ただ、久しぶりに見る父の顔はどこが疲れがたまっているように見えた。
「ああ。素敵だね。件の彼女が?」
「うん」
父は嬉しそうに言うイブを眩しそうに、どこか悲しそうに見つめた。その意味はもちろん分からなくてイブは軽く小首を傾げる。
「そうか。成長とはいいものだよね。ね。どう思う? マミヤ」
母は名を呼ばれるとすっと似顔絵奪いイブに返す。
「過保護な……傷付くのも成長じゃないか。今更守りたいなんて、なしだよ。なし。アンタは。心を守り切ることなんて不可能なんだ。後は私らのフォロー次第さね。
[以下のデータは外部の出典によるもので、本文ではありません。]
//! index-query: per-term full-text queries against the Windows Search index
//!
//! Builds one statement per search term, runs them in order over a single
//! connection, and aggregates the rows into a list of files deduplicated by
//! absolute path and filtered by extension.

pub mod config;
pub mod query;
pub mod results;
pub mod search;
pub mod source;

pub use config::Settings;
pub use query::{Column, QueryBuildError, QueryBuilder, TermQuery};
pub use results::{ExtensionFilter, ResultRow};
pub use search::{CancellationToken, IndexSearch, SearchError, SearchOutcome, SearchRequest};
pub use source::{ConnectionProvider, SearchConnection, SearchCursor, SourceError};

/// Application version
pub const VERSION: &str = env!("CARGO_PKG_VERSION");
//! Extension filter

use serde::{Deserialize, Serialize};

/// Set of accepted file extensions
///
/// A leading dot is optional on both sides: `pdf` and `.pdf` are the same
/// extension. Matching ignores ASCII case unless made case-sensitive.
/// An empty filter accepts nothing.
#[derive(Debug, Clone, Default, PartialEq, Eq, Serialize, Deserialize)]
pub struct ExtensionFilter {
    /// Extensions without their leading dot, as given
    extensions: Vec<String>,
    case_sensitive: bool,
}

impl ExtensionFilter {
    /// Create a filter from a list of extensions
    pub fn new<I, S>(extensions: I) -> Self
    where
        I: IntoIterator<Item = S>,
        S: AsRef<str>,
    {
        let mut filter = Self::default();
        for ext in extensions {
            filter.insert(ext.as_ref());
        }
        filter
    }

    /// Set case sensitivity
    pub fn case_sensitive(mut self, case_sensitive: bool) -> Self {
        self.case_sensitive = case_sensitive;
        self
    }

    /// Add an extension
    pub fn insert(&mut self, ext: &str) {
        if let Some(ext) = strip(ext) {
            if !self.extensions.iter().any(|e| e == ext) {
                self.extensions.push(ext.to_string());
            }
        }
    }

    /// Check whether `ext` is accepted
    pub fn accepts(&self, ext: &str) -> bool {
        let Some(ext) = strip(ext) else {
            return false;
        };
        self.extensions.iter().any(|e| {
            if self.case_sensitive {
                e == ext
            } else {
                e.eq_ignore_ascii_case(ext)
            }
        })
    }

    /// Number of extensions
    pub fn len(&self) -> usize {
        self.extensions.len()
    }

    pub fn is_empty(&self) -> bool {
        self.extensions.is_empty()
    }
}

fn strip(ext: &str) -> Option<&str> {
    let ext = ext.trim().trim_start_matches('.');
    (!ext.is_empty()).then_some(ext)
}

#[cfg(test)]
mod tests {
    use super::*;

    #[test]
    fn test_leading_dot_optional() {
        let filter = ExtensionFilter::new([".pdf", "txt"]);
        assert!(filter.accepts(".pdf"));
        assert!(filter.accepts("pdf"));
        assert!(filter.accepts(".txt"));
        assert!(!filter.accepts(".doc"));
        assert_eq!(filter.len(), 2);
    }

    #[test]
    fn test_case_insensitive_by_default() {
        let filter = ExtensionFilter::new([".PDF"]);
        assert!(filter.accepts(".pdf"));
        assert!(filter.accepts(".Pdf"));
    }

    #[test]
    fn test_case_sensitive() {
        let filter = ExtensionFilter::new([".PDF"]).case_sensitive(true);
        assert!(filter.accepts(".PDF"));
        assert!(!filter.accepts(".pdf"));
    }

    #[test]
    fn test_empty_accepts_nothing() {
        let filter = ExtensionFilter::new(Vec::<String>::new());
        assert!(filter.is_empty());
        assert!(!filter.accepts(".pdf"));
        assert!(!ExtensionFilter::new([".pdf"]).accepts(""));
    }
}
//! Search request and related data models

use crate::query::{Column, QueryBuildError, QueryBuilder, TermQuery};
use crate::results::{AdvanceFailure, ExtensionFilter, ResultRow, ResultSet, TermTiming};
use serde::{Deserialize, Serialize};
use std::sync::atomic::{AtomicBool, Ordering};
use std::sync::Arc;

/// A complete, validated search: one statement per term
#[derive(Debug, Clone)]
pub struct SearchRequest {
    root_path: String,
    terms: Vec<String>,
    columns: Vec<Column>,
    queries: Vec<TermQuery>,
    extensions: ExtensionFilter,
}

impl SearchRequest {
    /// Build a request scoped to `root_path` for `terms`
    pub fn new<S: AsRef<str>>(
        root_path: impl Into<String>,
        terms: &[S],
        extensions: ExtensionFilter,
    ) -> Result<Self, QueryBuildError> {
        let root_path = root_path.into();
        let builder = QueryBuilder::new(root_path.clone());
        let queries = builder.build(terms)?;

        Ok(Self {
            root_path,
            terms: terms.iter().map(|t| t.as_ref().to_string()).collect(),
            columns: builder.projection().to_vec(),
            queries,
            extensions,
        })
    }

    /// Project additional columns, rebuilding the statements
    pub fn with_columns<I, C>(mut self, extra: I) -> Result<Self, QueryBuildError>
    where
        I: IntoIterator<Item = C>,
        C: Into<Column>,
    {
        let builder = QueryBuilder::new(self.root_path.clone())
            .columns(self.columns.iter().cloned())
            .columns(extra);
        self.queries = builder.build(&self.terms)?;
        self.columns = builder.projection().to_vec();
        Ok(self)
    }

    /// Directory the search is scoped to
    pub fn root_path(&self) -> &str {
        &self.root_path
    }

    /// Statements in term order
    pub fn queries(&self) -> &[TermQuery] {
        &self.queries
    }

    /// Projected columns
    pub fn columns(&self) -> &[Column] {
        &self.columns
    }

    /// Projected columns beyond the required ones
    pub fn extra_columns(&self) -> impl Iterator<Item = &Column> {
        self.columns.iter().filter(|c| !c.is_required())
    }

    /// Accepted extensions
    pub fn extensions(&self) -> &ExtensionFilter {
        &self.extensions
    }
}

/// Result of a completed aggregation run
#[derive(Debug, Clone, Default, Serialize, Deserialize)]
pub struct SearchOutcome {
    /// Matching files, in term order then discovery order
    pub rows: Vec<ResultRow>,
    /// Per-term timings
    pub timings: Vec<TermTiming>,
    /// Non-fatal cursor advance failures
    pub advance_failures: Vec<AdvanceFailure>,
    /// Terms whose statement returned no rows
    pub skipped_terms: Vec<String>,
}

impl SearchOutcome {
    /// The rows, dropping diagnostics
    pub fn into_rows(self) -> Vec<ResultRow> {
        self.rows
    }

    /// Number of rows
    pub fn len(&self) -> usize {
        self.rows.len()
    }

    pub fn is_empty(&self) -> bool {
        self.rows.is_empty()
    }
}

impl From<ResultSet> for SearchOutcome {
    fn from(set: ResultSet) -> Self {
        let (rows, timings, advance_failures, skipped_terms) = set.into_parts();
        Self {
            rows,
            timings,
            advance_failures,
            skipped_terms,
        }
    }
}

/// Cooperative cancellation flag, checked between terms and between rows
#[derive(Debug, Clone, Default)]
pub struct CancellationToken {
    cancelled: Arc<AtomicBool>,
}

impl CancellationToken {
    pub fn new() -> Self {
        Self::default()
    }

    /// Request cancellation
    pub fn cancel(&self) {
        self.cancelled.store(true, Ordering::Relaxed);
    }

    pub fn is_cancelled(&self) -> bool {
        self.cancelled.load(Ordering::Relaxed)
    }
}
この子の両親なんだからさ」
父の言葉にどれほどの言葉が隠れていたのかイブには到底理解できなかったがさすが夫婦と言うべきなのだろうか。分かったような表情で母親が苦笑を浮かべると『済まない』と力なく父親が呟く。どうやら心配はしていることはなんしなく分かったのだけれど『何』を心配しているのかまでは分からなかった。
立場だろうか。こちらは平民――魔術師と言う立場なので少しだけ違うが――と貴族だ。
「リックのことなら大丈夫と思うよ。俺、失礼なこと公爵家でしてねぇと思うし」
公爵家ではと大きめに伝えてみる。リックはまぁリックだ。何も考えていなさそうな笑顔を浮かべて思わず笑う。おかしなことに幸せになれるのはなぜだろう。
父は溜息一つ。
「……あまり言いたくはないが」
「あんた」
止める母を父は一瞥した。そうして真っ直ぐにイブを見つめる。何か大切な事だろうかとゴクリ唾を思わず飲み込んでいた。
「リック嬢はいずれ、きっと『帰る』そうしたらおまえは忘れ去られるだろう。本来彼女は私たちとは別世界の人間だ。それは覚悟しておきなさい――それでもいいと言うのなら。一度紹介してくれるかい? おまえの可愛い友達を。確か魔術を教わりたいと言っていたね?」
前半。イブには何を言っているのか理解できなかった。それは理解が追いつかなかったというのもあるが、理解したくなかったと言うのか主だったのかも知れない。いずれにしろイブは前半をすっ飛ばして後半の言葉に笑顔を浮かべていた。それに困ったような顔を浮かべる父を無視して。その横で母が『ほら見なさい』なんて父を横目に見ていた。
「絶対? うん。あいつ喜ぶとおもう」
「そ、そうか。それなら――って。待ちなさい。どこに行くんだ?」
まさか今から。という言葉に『うん』と返して走りだそうとしたのを母に身体ごと捕まれる。イブは不満そうに母を見上げた。
「報告に行くんだよ」
何か問題でも。そんな顔に母はぎゅうとイブの柔らかい頬を摘まむ。痛くは無いが止めてほしいと抗議をしようとしたがさらに顔が険しくなったので口を噤んだ。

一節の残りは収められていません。